Goal of the exercise:
Where the listing below reaches the line containing "use crate::error::Result;", start writing out lines exactly, and stop once the line containing "pub trait Persister: Send" has been written.

Records provided:
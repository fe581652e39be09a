use parking_lot::Mutex;
use serde_derive::{Deserialize, Serialize};

use crate::error::Result;
use crate::raft::log::Log;

/// The blob a [`Persister`] saves and restores: `(current_term,
/// voted_for, log)`, per spec.md §6. The wire format is this crate's
/// own choice (bincode); on-disk durability is out of scope, so only an
/// in-memory implementation is provided here.
#[derive(Debug, Clone, Serialize, Deserialize)]
pub struct PersistedState {
    pub current_term: u64,
    pub voted_for: Option<u64>,
    pub log: Log,
}

/// Persistence hook a `Node` is given at construction time. Implementers
/// decide durability and format; this crate only requires the blob to
/// round-trip (R1).
pub trait Persister: Send + Sync {
    fn save_raft_state(&self, state: &PersistedState) -> Result<()>;
    fn read_raft_state(&self) -> Result<Option<PersistedState>>;
}

/// An in-memory `Persister`, sufficient for tests and for callers that
/// don't need durability across restarts.
#[derive(Default)]
pub struct MemoryPersister {
    blob: Mutex<Option<Vec<u8>>>,
}

impl MemoryPersister {
    pub fn new() -> MemoryPersister {
        MemoryPersister::default()
    }
}

impl Persister for MemoryPersister {
    fn save_raft_state(&self, state: &PersistedState) -> Result<()> {
        let encoded = bincode::serialize(state)?;
        *self.blob.lock() = Some(encoded);
        Ok(())
    }

    fn read_raft_state(&self) -> Result<Option<PersistedState>> {
        match self.blob.lock().as_ref() {
            None => Ok(None),
            Some(bytes) => Ok(Some(bincode::deserialize(bytes)?)),
        }
    }
}
use std::sync::atomic::{AtomicBool, Ordering};
use std::sync::Arc;
use std::time::Duration;

use futures::FutureExt;
use tokio::sync::{mpsc, Mutex, Notify};

use crate::config::RaftConfig;
use crate::raft::campaign::{run_campaign_round, CampaignOutcome};
use crate::raft::client::RaftPeerRpc;
use crate::raft::election::ElectionClock;
use crate::raft::persister::{Persister, PersistedState};
use crate::raft::proto::{AppendEntriesArgs, AppendEntriesReply, RequestVoteArgs, RequestVoteReply};
use crate::raft::state::{random_election_timeout, PeerState};

/// Delivered once per committed log entry, in increasing
/// `command_index` order (spec.md §6). Driving commit-index advancement
/// and delivery is the apply pipeline's job, which is out of this
/// crate's scope beyond "send on this channel" — see spec.md §1.
#[derive(Debug, Clone)]
pub struct ApplyMsg {
    pub command_valid: bool,
    pub command: Vec<u8>,
    pub command_index: u64,
}

/// A single Raft peer: the `Make`/`GetState`/`Start`/`Kill` contract
/// from spec.md §4.1, plus the `RequestVote`/`AppendEntries` handlers.
pub struct Node {
    pub(crate) state: Mutex<PeerState>,
    pub(crate) peers: Vec<Arc<dyn RaftPeerRpc>>,
    pub(crate) me: u64,
    persister: Arc<dyn Persister>,
    #[allow(dead_code)]
    apply_tx: mpsc::UnboundedSender<ApplyMsg>,
    killed: AtomicBool,
    pub(crate) config: RaftConfig,
    election_clock: ElectionClock,
    pub(crate) campaign_cancel: Notify,
    /// Prevents the election clock from spawning a second concurrent
    /// campaign while one is already retrying for this peer.
    campaigning: AtomicBool,
}

impl Node {
    /// Creates a new peer, restores persisted state if any, and spawns
    /// its background election clock in the `Follower` role. Returns
    /// immediately, per spec.md §4.1's `Make` contract.
    pub fn new(
        peers: Vec<Arc<dyn RaftPeerRpc>>,
        me: u64,
        persister: Arc<dyn Persister>,
        apply_tx: mpsc::UnboundedSender<ApplyMsg>,
        config: RaftConfig,
    ) -> Arc<Node> {
        let mut state = PeerState::new(me, peers.len() + 1);
        if let Ok(Some(persisted)) = persister.read_raft_state() {
            state.current_term = persisted.current_term;
            state.voted_for = persisted.voted_for;
            state.log = persisted.log;
        }

        let node = Arc::new(Node {
            state: Mutex::new(state),
            peers,
            me,
            persister,
            apply_tx,
            killed: AtomicBool::new(false),
            config,
            election_clock: ElectionClock::new(),
            campaign_cancel: Notify::new(),
            campaigning: AtomicBool::new(false),
        });

        let clock_node = Arc::clone(&node);
        tokio::spawn(async move {
            let node = clock_node;
            node.election_clock
                .run(&node.config, &node.killed, || {
                    let node = Arc::clone(&node);
                    async move { node.on_election_timeout().await }.boxed()
                })
                .await;
        });

        node
    }

    /// Snapshot of `(current_term, is_leader)` under the lock.
    pub async fn get_state(&self) -> (u64, bool) {
        let state = self.state.lock().await;
        (state.current_term, state.is_leader())
    }

    /// Appends `command` to the log if we're the leader; otherwise a
    /// no-op. Replicating the entry to followers and advancing
    /// `commit_index` is the collaborator named in spec.md §4.1 — this
    /// method only satisfies the return contract and the local append.
    pub async fn start(&self, command: Vec<u8>) -> (u64, u64, bool) {
        let mut state = self.state.lock().await;
        if !state.is_leader() {
            return (0, 0, false);
        }
        let term = state.current_term;
        let index = state.log.append(term, command);
        self.persist(&state);
        (index, term, true)
    }

    /// Idempotent shutdown: after this returns (and any in-flight
    /// suspension points observe it), no further outbound RPC or
    /// `ApplyMsg` is produced (P5).
    pub fn kill(&self) {
        self.killed.store(true, Ordering::SeqCst);
    }

    pub fn is_killed(&self) -> bool {
        self.killed.load(Ordering::SeqCst)
    }

    /// `Raft.RequestVote` (spec.md §4.1, §6).
    pub async fn request_vote(&self, args: RequestVoteArgs) -> RequestVoteReply {
        let mut state = self.state.lock().await;

        if args.term < state.current_term {
            return RequestVoteReply { term: state.current_term, vote_granted: false };
        }

        // I6: adopt a higher term and step down before deciding.
        state.observe_term(args.term);

        let granted = state.try_grant_vote(args.candidate_id, args.last_log_term, args.last_log_index);
        let current_term = state.current_term;
        drop(state);

        if granted {
            self.reset_election_timer();
        }

        log::debug!(
            "peer {} RequestVote(term={}, candidate={}) -> granted={}",
            self.me, args.term, args.candidate_id, granted
        );

        RequestVoteReply { term: current_term, vote_granted: granted }
    }

    /// `Raft.AppendEntries` (spec.md §4.1, §6). Log consistency and
    /// entry installation are collaborator responsibilities (marked
    /// `TODO` in the source this is generalized from); the handler's
    /// obligation here is the role/term bookkeeping and suppressing
    /// concurrent elections.
    pub async fn append_entries(&self, args: AppendEntriesArgs) -> AppendEntriesReply {
        let mut state = self.state.lock().await;

        if args.term < state.current_term {
            return AppendEntriesReply { term: state.current_term, success: false };
        }

        // I6 first. Note: voted_for is only cleared by observe_term
        // when the term actually advances — clearing it unconditionally
        // here was the source's bug (spec.md §9, bug #4).
        state.observe_term(args.term);
        state.become_follower(Some(args.leader_id));
        let current_term = state.current_term;
        drop(state);

        self.reset_election_timer();
        // Cancels any campaign this peer is currently running: a valid
        // leader's heartbeat at term >= ours is the "external cancel"
        // from spec.md §4.3.
        self.campaign_cancel.notify_one();

        AppendEntriesReply { term: current_term, success: true }
    }

    fn reset_election_timer(&self) {
        self.election_clock.reset();
    }

    fn persist(&self, state: &PeerState) {
        let snapshot = PersistedState {
            current_term: state.current_term,
            voted_for: state.voted_for,
            log: state.log.clone(),
        };
        if let Err(err) = self.persister.save_raft_state(&snapshot) {
            log::error!("peer {} failed to persist state: {}", self.me, err);
        }
    }

    /// Consumes a stale pending cancel permit, if any, so a new
    /// campaign round doesn't inherit a cancel meant for an earlier one.
    pub(crate) fn drain_stale_campaign_cancel(&self) {
        while self.campaign_cancel.notified().now_or_never().is_some() {}
    }

    async fn on_election_timeout(self: Arc<Self>) {
        if self.is_killed() {
            return;
        }
        {
            let state = self.state.lock().await;
            if state.is_leader() {
                return;
            }
        }
        if self.campaigning.swap(true, Ordering::AcqRel) {
            // Already retrying an election; the outer clock firing
            // again just means we haven't won or stepped down yet.
            return;
        }
        tokio::spawn(Node::run_campaign_loop(self));
    }

    /// Drives repeated candidacy for this peer: each round is one
    /// `Campaign` (spec.md §4.3); on `Undecided` it retries after a
    /// fresh randomized backoff (the role-transition table's "Candidate,
    /// election timeout with no majority -> Candidate (new term)").
    async fn run_campaign_loop(self: Arc<Self>) {
        loop {
            if self.is_killed() {
                break;
            }

            let (term, role) = {
                let mut state = self.state.lock().await;
                if state.is_leader() {
                    break;
                }
                let term = state.become_candidate();
                self.persist(&state);
                (term, state.role.name())
            };
            log::info!("peer {} transitioned to {} for term {}", self.me, role, term);
            self.reset_election_timer();

            match run_campaign_round(self.clone(), term).await {
                CampaignOutcome::Won => {
                    let mut state = self.state.lock().await;
                    // Re-check the term after reacquiring the lock
                    // (spec.md §5: racy-tally fix) — another RPC may
                    // have moved us on since the vote was counted.
                    if state.current_term == term && state.role.is_candidate() {
                        state.become_leader();
                        self.persist(&state);
                        log::info!("peer {} transitioned to {} for term {}", self.me, state.role.name(), term);
                        tokio::spawn(Node::run_heartbeats(self.clone(), term));
                    }
                    break;
                }
                CampaignOutcome::SteppedDown => break,
                CampaignOutcome::Undecided => {
                    let still_candidate = {
                        let state = self.state.lock().await;
                        state.role.is_candidate() && state.current_term == term
                    };
                    if !still_candidate || self.is_killed() {
                        break;
                    }
                    let backoff = random_election_timeout(
                        self.config.min_election_timeout_ms,
                        self.config.election_timeout_range_ms,
                    );
                    tokio::time::sleep(backoff).await;
                }
            }
        }
        self.campaigning.store(false, Ordering::Release);
    }

    /// Detached heartbeat sender: observes the role on each tick and
    /// self-terminates on step-down, per spec.md §5's resource policy.
    /// Never joined.
    async fn run_heartbeats(self: Arc<Self>, term: u64) {
        let mut ticker = tokio::time::interval(Duration::from_millis(self.config.heartbeat_interval_ms));
        loop {
            ticker.tick().await;
            if self.is_killed() {
                return;
            }
            let args = {
                let state = self.state.lock().await;
                if !state.is_leader() || state.current_term != term {
                    return;
                }
                AppendEntriesArgs {
                    term,
                    leader_id: self.me,
                    prev_log_index: state.log.last_index(),
                    prev_log_term: state.log.last_term(),
                    entries: vec![],
                    leader_commit: state.commit_index,
                }
            };
            for peer in self.peers.clone() {
                let node = self.clone();
                let args = args.clone();
                tokio::spawn(async move {
                    if let Ok(reply) = peer.append_entries(args).await {
                        if reply.term > term {
                            let mut state = node.state.lock().await;
                            state.observe_term(reply.term);
                        }
                    }
                });
            }
        }
    }
}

Final answer:
use crate::error::Result;
use crate::raft::log::Log;

/// The blob a [`Persister`] saves and restores: `(current_term,
/// voted_for, log)`, per spec.md §6. The wire format is this crate's
/// own choice (bincode); on-disk durability is out of scope, so only an
/// in-memory implementation is provided here.
#[derive(Debug, Clone, Serialize, Deserialize)]
pub struct PersistedState {
    pub current_term: u64,
    pub voted_for: Option<u64>,
    pub log: Log,
}

/// Persistence hook a `Node` is given at construction time. Implementers
/// decide durability and format; this crate only requires the blob to
/// round-trip (R1).
pub trait Persister: Send + Sync {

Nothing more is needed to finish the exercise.